PROBLEM → Your job with the data below is to output exactly the lines from the one holding "filename src/fs_op/mv.rs" down to the one holding "pub fn project_config_dir()", both included, and no others.

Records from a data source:
▼
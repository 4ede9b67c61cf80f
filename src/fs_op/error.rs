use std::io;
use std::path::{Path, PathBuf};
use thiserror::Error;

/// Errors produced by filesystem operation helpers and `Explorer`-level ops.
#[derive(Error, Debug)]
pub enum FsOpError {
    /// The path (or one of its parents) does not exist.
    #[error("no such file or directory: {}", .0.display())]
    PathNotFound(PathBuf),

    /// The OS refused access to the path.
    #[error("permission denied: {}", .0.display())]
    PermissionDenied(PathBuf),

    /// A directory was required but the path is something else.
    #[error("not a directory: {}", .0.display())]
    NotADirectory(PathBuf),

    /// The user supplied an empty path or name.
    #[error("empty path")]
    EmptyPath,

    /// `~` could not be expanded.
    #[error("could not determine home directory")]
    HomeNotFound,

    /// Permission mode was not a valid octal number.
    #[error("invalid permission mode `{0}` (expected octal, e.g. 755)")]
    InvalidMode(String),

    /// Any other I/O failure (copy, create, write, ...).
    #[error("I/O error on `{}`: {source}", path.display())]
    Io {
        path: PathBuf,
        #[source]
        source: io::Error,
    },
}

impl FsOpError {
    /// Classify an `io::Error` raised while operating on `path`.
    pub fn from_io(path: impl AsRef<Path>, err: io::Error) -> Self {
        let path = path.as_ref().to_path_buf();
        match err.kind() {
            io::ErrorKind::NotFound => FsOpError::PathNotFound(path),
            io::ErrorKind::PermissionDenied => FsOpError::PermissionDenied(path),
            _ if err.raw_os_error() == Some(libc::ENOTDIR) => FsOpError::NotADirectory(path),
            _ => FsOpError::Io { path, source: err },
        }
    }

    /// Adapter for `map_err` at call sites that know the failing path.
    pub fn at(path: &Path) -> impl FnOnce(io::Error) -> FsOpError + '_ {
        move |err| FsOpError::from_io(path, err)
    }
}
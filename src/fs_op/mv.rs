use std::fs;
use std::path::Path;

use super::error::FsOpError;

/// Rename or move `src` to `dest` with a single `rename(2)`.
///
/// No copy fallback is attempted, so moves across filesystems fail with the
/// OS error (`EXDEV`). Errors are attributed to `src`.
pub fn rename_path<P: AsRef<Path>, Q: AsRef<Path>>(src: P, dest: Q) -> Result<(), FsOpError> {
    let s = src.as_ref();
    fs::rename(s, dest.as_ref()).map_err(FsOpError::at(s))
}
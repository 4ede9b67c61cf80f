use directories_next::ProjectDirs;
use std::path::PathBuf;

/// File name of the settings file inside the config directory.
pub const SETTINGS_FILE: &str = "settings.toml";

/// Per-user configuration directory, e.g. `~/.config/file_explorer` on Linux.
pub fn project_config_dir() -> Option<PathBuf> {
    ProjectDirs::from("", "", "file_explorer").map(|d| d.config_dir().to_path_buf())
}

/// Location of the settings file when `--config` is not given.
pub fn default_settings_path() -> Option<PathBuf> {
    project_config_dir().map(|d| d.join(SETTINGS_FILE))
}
▲
WRITTEN REPLY →
filename src/fs_op/mv.rs
use std::fs;
use std::path::Path;

use super::error::FsOpError;

/// Rename or move `src` to `dest` with a single `rename(2)`.
///
/// No copy fallback is attempted, so moves across filesystems fail with the
/// OS error (`EXDEV`). Errors are attributed to `src`.
pub fn rename_path<P: AsRef<Path>, Q: AsRef<Path>>(src: P, dest: Q) -> Result<(), FsOpError> {
    let s = src.as_ref();
    fs::rename(s, dest.as_ref()).map_err(FsOpError::at(s))
}
repository 4ede9b67c61cf80f
use directories_next::ProjectDirs;
use std::path::PathBuf;

/// File name of the settings file inside the config directory.
pub const SETTINGS_FILE: &str = "settings.toml";

/// Per-user configuration directory, e.g. `~/.config/file_explorer` on Linux.
pub fn project_config_dir() -> Option<PathBuf> {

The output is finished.